Shopping Spree
I recently got paid for a bit of in-world work. I didn’t want to just lump the L$ in with the rest of my funds. I knew it would quickly be spent on uploads for art projects, new clothes, baby diapers, and other “useful” things. L$10k is not an RL fortune, but I think when I have an opportunity, it’s important not to let resources just cover normal operations. I decided the best thing I could do might be to patronize in-world artists & galleries and create a new exhibition that otherwise wouldn’t have happened.
The Blaylock babies and I went shopping around SL. We wound up collecting 31 works of 2D and 3D art from 10 different artists. The least expensive piece was L$100 and the most expensive piece was L$600. All the others were somewhere in-between. We spent a total of of L$10,448 on the 31 works, which averages out to L$337 per piece. Of the 10 artists we collected from, 5 we already had a piece from, and 5 were new to our collection. The existing collection had a total of 8 pieces from those 5 artists. Adding those in, we now have 39 works by these 10 artists.
Voting with L$
Whatever country you live in, there’s a pretty good chance you’re governed by some sociopathic demagogue. Bolsonaro or Berlusconi. Putin or Trump. It’s frustrating that our neighbors give these monsters power. But when someone is elected with millions of votes, it’s hard to feel like your vote carries a big impact.
By contrast, when you collect a piece of art in SL, your L$ go directly to a real person. Your “vote” of confidence might just brighten their day. We live in a world where the gods setup the infrastructure and then more-or-less walked away. That’s probably a good thing. It’s up to us now. This world is as beautiful, caring, loving, and sharing as we choose to make it. I was fortunate enough to have a few L$, and I’m pleased I was able to spend them curating a new exhibition with SL creators.
Landscapes of the Avatar Body
The exhibition I’ve chosen to curate with these funds is Landscapes of the Avatar Body. It is photography, like Sondra Landar and Dido Haas using a VR camera to explore the physical and emotional landscape of their own body. It is sculpture, like Cica Ghost and Vincent Priesley creating meshworks that explore “monster” bodies or the journey inside our own bodies. It is painting, like Lika Cameo and Yobe Ayukawa finding the landscape of love in every beautifully rendered joint of the body, or more impressionistically, the landscape of light that radiates from an inspired body.

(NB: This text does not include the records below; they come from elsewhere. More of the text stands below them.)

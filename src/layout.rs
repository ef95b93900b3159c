//! Pure line transforms used to compose a screen.
//!
//! Widths are measured in `char`s: output is a fixed-width grid where every character
//! occupies one column.
//!
//! - [`arrows`] - selection markers for menu options
//! - [`border`] - box frames around a block of lines

pub mod arrows;
pub mod border;

pub use arrows::{decorate_options, ArrowPosition};
pub use border::{wrap_in_border, BorderGlyphs};

use crate::error::{Result, ScreenError};

/// Number of columns `line` occupies.
pub fn display_len(line: &str) -> usize {
    line.chars().count()
}

/// Longest line in `lines`, or 0 for an empty set.
pub fn max_len<S: AsRef<str>>(lines: &[S]) -> usize {
    lines
        .iter()
        .map(|line| display_len(line.as_ref()))
        .max()
        .unwrap_or(0)
}

/// Pad `line` with spaces on both sides so it is exactly `target_width` columns wide.
///
/// The line is right-aligned to column `target_width / 2 + len / 2`, then right-padded
/// to the full width, so odd leftovers land on the right.
pub fn center_to_width(line: &str, target_width: usize) -> Result<String> {
    let len = display_len(line);
    if len > target_width {
        return Err(ScreenError::layout(line, target_width));
    }

    let left = (target_width / 2 + len / 2).saturating_sub(len);
    let right = target_width - len - left;

    let mut centered = String::with_capacity(line.len() + left + right);
    centered.extend(std::iter::repeat(' ').take(left));
    centered.push_str(line);
    centered.extend(std::iter::repeat(' ').take(right));
    Ok(centered)
}

/// Right-pad `line` with spaces up to `width` columns. Longer lines are returned as-is.
pub fn pad_right(line: &str, width: usize) -> String {
    let len = display_len(line);
    let mut padded = String::with_capacity(line.len() + width.saturating_sub(len));
    padded.push_str(line);
    padded.extend(std::iter::repeat(' ').take(width.saturating_sub(len)));
    padded
}

/// Right-pad every line to the length of the longest one.
pub fn right_pad_to_equal_lengths<S: AsRef<str>>(lines: &[S]) -> Vec<String> {
    let width = max_len(lines);
    lines
        .iter()
        .map(|line| pad_right(line.as_ref(), width))
        .collect()
}

/// Center each line on its own within `target_width`.
pub fn center_sequence<S: AsRef<str>>(lines: &[S], target_width: usize) -> Result<Vec<String>> {
    lines
        .iter()
        .map(|line| center_to_width(line.as_ref(), target_width))
        .collect()
}

#[cfg(test)]
mod tests {
    use super::*;
    use proptest::prelude::*;

    #[test]
    fn centers_even_line_in_even_width() {
        assert_eq!(center_to_width("hi", 6).unwrap(), "  hi  ");
    }

    #[test]
    fn odd_leftover_goes_right() {
        assert_eq!(center_to_width("abc", 6).unwrap(), " abc  ");
        assert_eq!(center_to_width("ab", 5).unwrap(), " ab  ");
    }

    #[test]
    fn exact_fit_is_unchanged() {
        assert_eq!(center_to_width("hello", 5).unwrap(), "hello");
        assert_eq!(center_to_width("", 0).unwrap(), "");
    }

    #[test]
    fn too_long_line_is_a_layout_error() {
        let err = center_to_width("hello", 4).unwrap_err();
        match err {
            ScreenError::Layout { line, width } => {
                assert_eq!(line, "hello");
                assert_eq!(width, 4);
            }
            other => panic!("expected layout error, got {other:?}"),
        }
    }

    #[test]
    fn pads_to_longest_line() {
        let padded = right_pad_to_equal_lengths(&["a", "abc", ""]);
        assert_eq!(padded, vec!["a  ", "abc", "   "]);
    }

    #[test]
    fn empty_input_pads_to_empty_output() {
        let empty: [&str; 0] = [];
        assert!(right_pad_to_equal_lengths(&empty).is_empty());
    }

    #[test]
    fn sequence_centers_lines_independently() {
        let centered = center_sequence(&["ab", "abcd"], 8).unwrap();
        assert_eq!(centered, vec!["   ab   ", "  abcd  "]);
    }

    #[test]
    fn sequence_fails_if_any_line_is_too_wide() {
        assert!(center_sequence(&["ok", "far too long"], 4).is_err());
    }

    #[test]
    fn widths_count_chars() {
        assert_eq!(center_to_width("éé", 4).unwrap(), " éé ");
        assert_eq!(pad_right("ü", 3), "ü  ");
    }

    proptest! {
        #[test]
        fn centered_line_has_target_width(s in "[a-zA-Z0-9 ]{0,40}", extra in 0usize..40) {
            let target = s.chars().count() + extra;
            let centered = center_to_width(&s, target).unwrap();
            prop_assert_eq!(centered.chars().count(), target);
        }

        #[test]
        fn centering_keeps_the_content(
            s in "[a-zA-Z0-9]([a-zA-Z0-9 ]{0,38}[a-zA-Z0-9])?",
            extra in 0usize..40,
        ) {
            let target = s.chars().count() + extra;
            let centered = center_to_width(&s, target).unwrap();
            prop_assert_eq!(centered.trim(), s.as_str());
        }

        #[test]
        fn narrower_target_always_fails(s in "[a-z]{1,40}", shortfall in 1usize..40) {
            let target = s.chars().count().saturating_sub(shortfall);
            prop_assume!(target < s.chars().count());
            let is_layout_error = matches!(
                center_to_width(&s, target),
                Err(ScreenError::Layout { .. })
            );
            prop_assert!(is_layout_error);
        }

        #[test]
        fn padded_lines_share_one_length(lines in prop::collection::vec("[a-z ]{0,20}", 0..10)) {
            let padded = right_pad_to_equal_lengths(&lines);
            prop_assert_eq!(padded.len(), lines.len());
            let width = max_len(&lines);
            prop_assert!(padded.iter().all(|line| line.chars().count() == width));
        }
    }
}
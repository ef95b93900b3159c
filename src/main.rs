//! screenprinter - demo of typewriter screens and arrow-key menus
//!
//! Prints an introduction, a menu, and the option the player picked, using whatever
//! render settings were given on the command line.

use anyhow::{Context, Result};
use clap::{value_parser, Arg, ArgAction, ArgMatches, Command};
use screenprinter::{
    Alignment, ArrowPosition, BorderGlyphs, BorderStyle, RenderSettings, ScreenRenderer,
    SettingsUpdate, TerminalKeys, TerminalOutput, TerminalSession, WriteStyle,
};
use std::str::FromStr;

const INTRO: &[&str] = &[
    "Thanks for trying screenprinter.",
    "",
    "Every screen you see is printed with the settings given on the command line.",
    "Run with --help to see what can be changed.",
    "",
    "Press any key to continue.",
];

const MENU_PROMPT: &[&str] = &[
    "This is a menu screen.",
    "",
    "Use the Up and Down arrows to move, and Enter to choose.",
    "Menus can have as many options as you like, but when centering or framing",
    "make sure they fit inside the screen width.",
    "",
];

const MENU_OPTIONS: &[&str] = &["Index 0 - Option 1", "Index 1 - Option 2", "Index 2 - Option 3"];

fn main() -> Result<()> {
    // Initialize logging for development
    env_logger::init();

    let matches = command().get_matches();

    let mut settings = RenderSettings::for_terminal();
    settings
        .apply(&file_settings(&matches)?.merged_with(cli_settings(&matches)))
        .context("invalid render settings")?;

    let session = TerminalSession::start(matches.get_flag("alternate-screen"))?;
    let mut printer = ScreenRenderer::for_terminal(settings)?;
    let outcome = run_demo(&mut printer);
    drop(session);

    outcome
}

fn run_demo(printer: &mut ScreenRenderer<TerminalOutput, TerminalKeys>) -> Result<()> {
    printer.print_screen(INTRO, true)?;
    printer.read_key()?;

    let selected = printer.print_menu_get_index_selected(MENU_PROMPT, MENU_OPTIONS, true, 0)?;

    let outro = [
        "You selected:",
        MENU_OPTIONS[selected],
        "",
        "Press any key to exit.",
    ];
    printer.print_screen(&outro, true)?;
    printer.read_key()?;
    Ok(())
}

fn command() -> Command {
    let command = Command::new("screenprinter")
        .version(screenprinter::VERSION)
        .about("Typewriter-style screens and arrow-key menus in the terminal")
        .arg(
            Arg::new("width")
                .long("width")
                .help("Screen width used for horizontal centering [default: terminal width]")
                .value_parser(value_parser!(u16).range(1..)),
        )
        .arg(
            Arg::new("sleep-ms")
                .long("sleep-ms")
                .help("Delay in milliseconds used by the delayed write styles")
                .value_parser(value_parser!(u64)),
        )
        .arg(named_arg::<WriteStyle>("write-style", WriteStyle::NAMES))
        .arg(named_arg::<Alignment>("alignment", Alignment::NAMES))
        .arg(named_arg::<ArrowPosition>("arrows", &ArrowPosition::NAMES))
        .arg(named_arg::<BorderStyle>("border", BorderStyle::NAMES))
        .arg(named_arg::<BorderGlyphs>("glyphs", &BorderGlyphs::NAMES))
        .arg(
            Arg::new("alternate-screen")
                .long("alternate-screen")
                .help("Draw on the terminal's alternate screen")
                .action(ArgAction::SetTrue),
        );

    #[cfg(feature = "config")]
    let command = command.arg(
        Arg::new("config")
            .long("config")
            .value_name("PATH")
            .help("Settings file to load [default: <config dir>/screenprinter/config.toml]")
            .value_parser(value_parser!(std::path::PathBuf)),
    );

    command
}

fn named_arg<T>(name: &'static str, names: &'static [&'static str]) -> Arg
where
    T: FromStr<Err = screenprinter::ScreenError> + Clone + Send + Sync + 'static,
{
    Arg::new(name)
        .long(name)
        .value_name("NAME")
        .help(format!("One of: {}", names.join(", ")))
        .value_parser(|value: &str| value.parse::<T>())
}

fn cli_settings(matches: &ArgMatches) -> SettingsUpdate {
    SettingsUpdate {
        sleep_interval_ms: matches.get_one::<u64>("sleep-ms").copied(),
        screen_width: matches.get_one::<u16>("width").copied(),
        write_style: matches.get_one::<WriteStyle>("write-style").copied(),
        alignment: matches.get_one::<Alignment>("alignment").copied(),
        arrow_position: matches.get_one::<ArrowPosition>("arrows").copied(),
        border_style: matches.get_one::<BorderStyle>("border").copied(),
        border_glyphs: matches.get_one::<BorderGlyphs>("glyphs").copied(),
    }
}

#[cfg(feature = "config")]
fn file_settings(matches: &ArgMatches) -> Result<SettingsUpdate> {
    let update = match matches.get_one::<std::path::PathBuf>("config") {
        Some(path) => screenprinter::config::load(path)?,
        None => screenprinter::config::load_default()?,
    };
    Ok(update)
}

#[cfg(not(feature = "config"))]
fn file_settings(_matches: &ArgMatches) -> Result<SettingsUpdate> {
    Ok(SettingsUpdate::default())
}
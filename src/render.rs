//! Rendering subsystem.
//!
//! Settings, the output surfaces screens are written to, and the renderer that ties
//! layout, pacing and the menu loop together.

pub mod screen;
pub mod settings;
pub mod surface;

pub use screen::ScreenRenderer;
pub use settings::{Alignment, BorderStyle, RenderSettings, SettingsUpdate, WriteStyle};
pub use surface::{OutputSurface, TerminalOutput};
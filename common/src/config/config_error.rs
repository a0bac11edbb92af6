#[derive(Debug)]
pub enum ConfigError {
    Io(std::io::Error),
    Serialize(serde_yaml_ng::Error),
    Deserialize(serde_yaml_ng::Error),
    Validation(String),
}

impl std::fmt::Display for ConfigError {
    fn fmt(&self, f: &mut std::fmt::Formatter<'_>) -> std::fmt::Result {
        match self {
            ConfigError::Io(e) => write!(f, "Failed to access config file: {}", e),
            ConfigError::Serialize(e) => write!(f, "Failed to serialize config: {}", e),
            ConfigError::Deserialize(e) => write!(f, "Failed to deserialize config: {}", e),
            ConfigError::Validation(reason) => write!(f, "Config validation error: {}", reason),
        }
    }
}

impl std::error::Error for ConfigError {
    fn source(&self) -> Option<&(dyn std::error::Error + 'static)> {
        match self {
            ConfigError::Io(e) => Some(e),
            ConfigError::Serialize(e) | ConfigError::Deserialize(e) => Some(e),
            ConfigError::Validation(_) => None,
        }
    }
}

impl From<std::io::Error> for ConfigError {
    fn from(e: std::io::Error) -> Self {
        ConfigError::Io(e)
    }
}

This exhibition makes clear that as avatars we don’t care any less than fleshvatars do about bodies. We may well care more. Every new art medium is initially rejected before it eventually forces gatekeepers to dub it “real art”. Similarly, it is easy for fleshvatars to reject us, our world, and the bodies we inhabit as somehow “fake” or less than. In Landscapes of the Avatar Body I have collected 39 works by 10 artists that testify, in 10 different ways, how much bodies mean to us and how deeply our consciousness, and perhaps our souls, live in these bodies.
Vanessa’s Place: coffee + conversation
Landscapes of the Avatar Body is now on exhibition at Vanessa’s Place: coffee + conversation. In the images below you will see 2 photographs for each of the 10 artists. The 1st picture is of the Blaylock babies and I shopping at the gallery, and the 2nd picture is of the work installed at Vanessa’s Place: coffee + conversation.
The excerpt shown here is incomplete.